Dramatically accelerates reporting and fuels business expansion
Adaptive Insights, the leader in cloud corporate performance management (CPM), today announced that Eaton Towers, a leading independent telecom tower company in Africa, has implemented Adaptive Insights’ software to consolidate financials across seven countries, transforming its financial reporting and driving business expansion. The software deployment enabled Eaton Towers to accelerate its monthly reporting by 100 percent and facilitated its raise of $350 million in equity funding last year, which was critical to the company’s expansion from three to six markets in less than a year.
Eaton Towers has set out on a bold mission to help bring affordable mobile communications to Africa. With 5,000 towers in seven African countries, it has the most diversified geographical tower portfolio on the continent. The company deployed Adaptive Consolidation, part of the Adaptive Suite, to give it visibility into the performance of each region, and Adaptive OfficeConnect, to allow easy, professional reporting of that performance to both current and potential investors.

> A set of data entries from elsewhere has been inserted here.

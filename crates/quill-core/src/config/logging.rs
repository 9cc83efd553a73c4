//! Logging configuration.

use serde::{Deserialize, Serialize};

/// Logging output configuration.
#[derive(Debug, Clone, Serialize, Deserialize)]
pub struct LoggingConfig {
    /// Log level filter (e.g. "info", "quill=debug,info").
    #[serde(default = "default_level")]
    pub level: String,
    /// Output format: "pretty" or "json".
    #[serde(default = "default_format")]
    pub format: String,
}

impl Default for LoggingConfig {
    fn default() -> Self {
        Self {
            level: default_level(),
            format: default_format(),
        }
    }
}

fn default_level() -> String {
    "info".to_string()
}

fn default_format() -> String {
    "pretty".to_string()
}
//! Session token creation.

use chrono::{DateTime, Utc};
use jsonwebtoken::{EncodingKey, Header, encode};

use quill_core::config::auth::AuthConfig;
use quill_core::error::AppError;

use super::claims::{CLAIMS_VERSION, Claims};

/// Creates signed session tokens.
///
/// The signing secret is injected once at construction from configuration
/// and is immutable for the life of the process.
#[derive(Clone)]
pub struct SessionEncoder {
    /// HMAC secret key for signing.
    encoding_key: EncodingKey,
    /// Session TTL in seconds.
    ttl_seconds: i64,
}

impl std::fmt::Debug for SessionEncoder {
    fn fmt(&self, f: &mut std::fmt::Formatter<'_>) -> std::fmt::Result {
        f.debug_struct("SessionEncoder")
            .field("ttl_seconds", &self.ttl_seconds)
            .finish()
    }
}

/// A freshly minted session token with its expiry.
#[derive(Debug, Clone)]
pub struct SignedSession {
    /// The compact, URL-safe token string.
    pub token: String,
    /// When the token expires.
    pub expires_at: DateTime<Utc>,
}

impl SessionEncoder {
    /// Creates a new encoder from auth configuration.
    pub fn new(config: &AuthConfig) -> Self {
        Self {
            encoding_key: EncodingKey::from_secret(config.jwt_secret.as_bytes()),
            ttl_seconds: config.session_ttl_seconds,
        }
    }

    /// Mints a session token for the given user.
    pub fn sign(&self, user_id: i64, username: &str) -> Result<SignedSession, AppError> {
        let now = Utc::now();
        let expires_at = now + chrono::Duration::seconds(self.ttl_seconds);

        let claims = Claims {
            sub: user_id,
            username: username.to_string(),
            iat: now.timestamp(),
            exp: expires_at.timestamp(),
            ver: CLAIMS_VERSION,
        };

        let token = encode(&Header::default(), &claims, &self.encoding_key)
            .map_err(|e| AppError::internal(format!("Failed to encode session token: {e}")))?;

        Ok(SignedSession { token, expires_at })
    }
}
//! Request extractors.

pub mod identity;

pub use identity::{CurrentIdentity, RequireAuth};
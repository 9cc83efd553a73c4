//! Convenience result type alias for Quill.

use crate::error::AppError;

/// A specialized `Result` type for Quill operations.
///
/// Defined as a convenience so that every crate does not need to write
/// `Result<T, AppError>` explicitly.
pub type AppResult<T> = Result<T, AppError>;
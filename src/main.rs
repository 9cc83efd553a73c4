//! Quill Server — a small authenticated blogging service.
//!
//! Main entry point that wires all crates together and starts the server.

use std::sync::Arc;

use tracing;
use tracing_subscriber::{EnvFilter, fmt};

use quill_core::config::AppConfig;
use quill_core::error::AppError;

#[tokio::main]
async fn main() {
    let config = match load_configuration() {
        Ok(c) => c,
        Err(e) => {
            eprintln!("Failed to load configuration: {}", e);
            std::process::exit(1);
        }
    };

    init_logging(&config);

    if let Err(e) = run(config).await {
        tracing::error!("Server error: {}", e);
        std::process::exit(1);
    }
}

/// Load configuration from files and environment
fn load_configuration() -> Result<AppConfig, AppError> {
    let env = std::env::var("QUILL_ENV").unwrap_or_else(|_| "development".to_string());
    AppConfig::load(&env)
}

/// Initialize tracing/logging
fn init_logging(config: &AppConfig) {
    let filter =
        EnvFilter::try_from_default_env().unwrap_or_else(|_| EnvFilter::new(&config.logging.level));

    match config.logging.format.as_str() {
        "json" => {
            fmt()
                .json()
                .with_env_filter(filter)
                .with_target(true)
                .init();
        }
        _ => {
            fmt()
                .pretty()
                .with_env_filter(filter)
                .with_target(true)
                .init();
        }
    }
}

/// Main server run function
async fn run(config: AppConfig) -> Result<(), AppError> {
    tracing::info!("Starting Quill v{}", env!("CARGO_PKG_VERSION"));

    // ── Database connection + migrations ─────────────────────────
    tracing::info!("Connecting to database...");
    let db_pool = quill_database::connection::create_pool(&config.database).await?;

    tracing::info!("Running database migrations...");
    quill_database::migration::run_migrations(&db_pool).await?;
    tracing::info!("Database migrations complete");

    // ── Repositories ──────────────────────────────────────────────
    let user_repo = Arc::new(quill_database::repositories::UserRepository::new(
        db_pool.clone(),
    ));
    let post_repo = Arc::new(quill_database::repositories::PostRepository::new(
        db_pool.clone(),
    ));

    // ── Auth system ───────────────────────────────────────────────
    let password_hasher = Arc::new(quill_auth::password::hasher::PasswordHasher::new());
    let session_encoder = Arc::new(quill_auth::token::encoder::SessionEncoder::new(&config.auth));
    let session_decoder = Arc::new(quill_auth::token::decoder::SessionDecoder::new(&config.auth));

    // ── Services ──────────────────────────────────────────────────
    let auth_service = Arc::new(quill_service::auth::AuthService::new(
        Arc::clone(&user_repo),
        Arc::clone(&password_hasher),
        Arc::clone(&session_encoder),
        config.auth.clone(),
    ));
    let post_service = Arc::new(quill_service::post::PostService::new(Arc::clone(&post_repo)));

    // ── HTTP server ───────────────────────────────────────────────
    let app_state = quill_api::state::AppState {
        config: Arc::new(config.clone()),
        db_pool: db_pool.clone(),
        session_decoder: Arc::clone(&session_decoder),
        auth_service: Arc::clone(&auth_service),
        post_service: Arc::clone(&post_service),
    };

    let app = quill_api::router::build_router(app_state);

    let addr = format!("{}:{}", config.server.host, config.server.port);
    let listener = tokio::net::TcpListener::bind(&addr)
        .await
        .map_err(|e| AppError::internal(format!("Failed to bind {}: {}", addr, e)))?;

    tracing::info!("Quill server listening on {}", addr);

    axum::serve(listener, app)
        .with_graceful_shutdown(async {
            shutdown_signal().await;
            tracing::info!("Shutdown signal received, starting graceful shutdown...");
        })
        .await
        .map_err(|e| AppError::internal(format!("Server error: {}", e)))?;

    tracing::info!("Quill server shut down gracefully");
    Ok(())
}

/// Wait for shutdown signal (Ctrl+C or SIGTERM)
async fn shutdown_signal() {
    let ctrl_c = async {
        tokio::signal::ctrl_c()
            .await
            .expect("Failed to install Ctrl+C handler");
    };

    #[cfg(unix)]
    let terminate = async {
        tokio::signal::unix::signal(tokio::signal::unix::SignalKind::terminate())
            .expect("Failed to install SIGTERM handler")
            .recv()
            .await;
    };

    #[cfg(not(unix))]
    let terminate = std::future::pending::<()>();

    tokio::select! {
        _ = ctrl_c => {},
        _ = terminate => {},
    }
}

“The delivery of affordable mobile communications requires that we carefully manage our own financial performance and our expenses,” said Peter Cannan, group financial controller. “At the same time, we are on a fast growth trajectory and needed software that I could set up myself and would be easily understood by our users with very little training. Adaptive Insights software fit the bill, and today we are rolling up and reporting on substantial amounts of data—sometimes with the simple click of a button.”
According to the Adaptive Insights CFO Indicator Q3 2015 report, one-third of CFOs predict the amount of data they manage will increase over 50 percent within the next five years. Additionally, 41 percent of finance teams manage data from three to five source systems, and 22 percent pull from as many as five to 10 systems. The increase in both data and data sources has a significant impact on finance teams of all sizes and across all industries looking to consolidate and report performance.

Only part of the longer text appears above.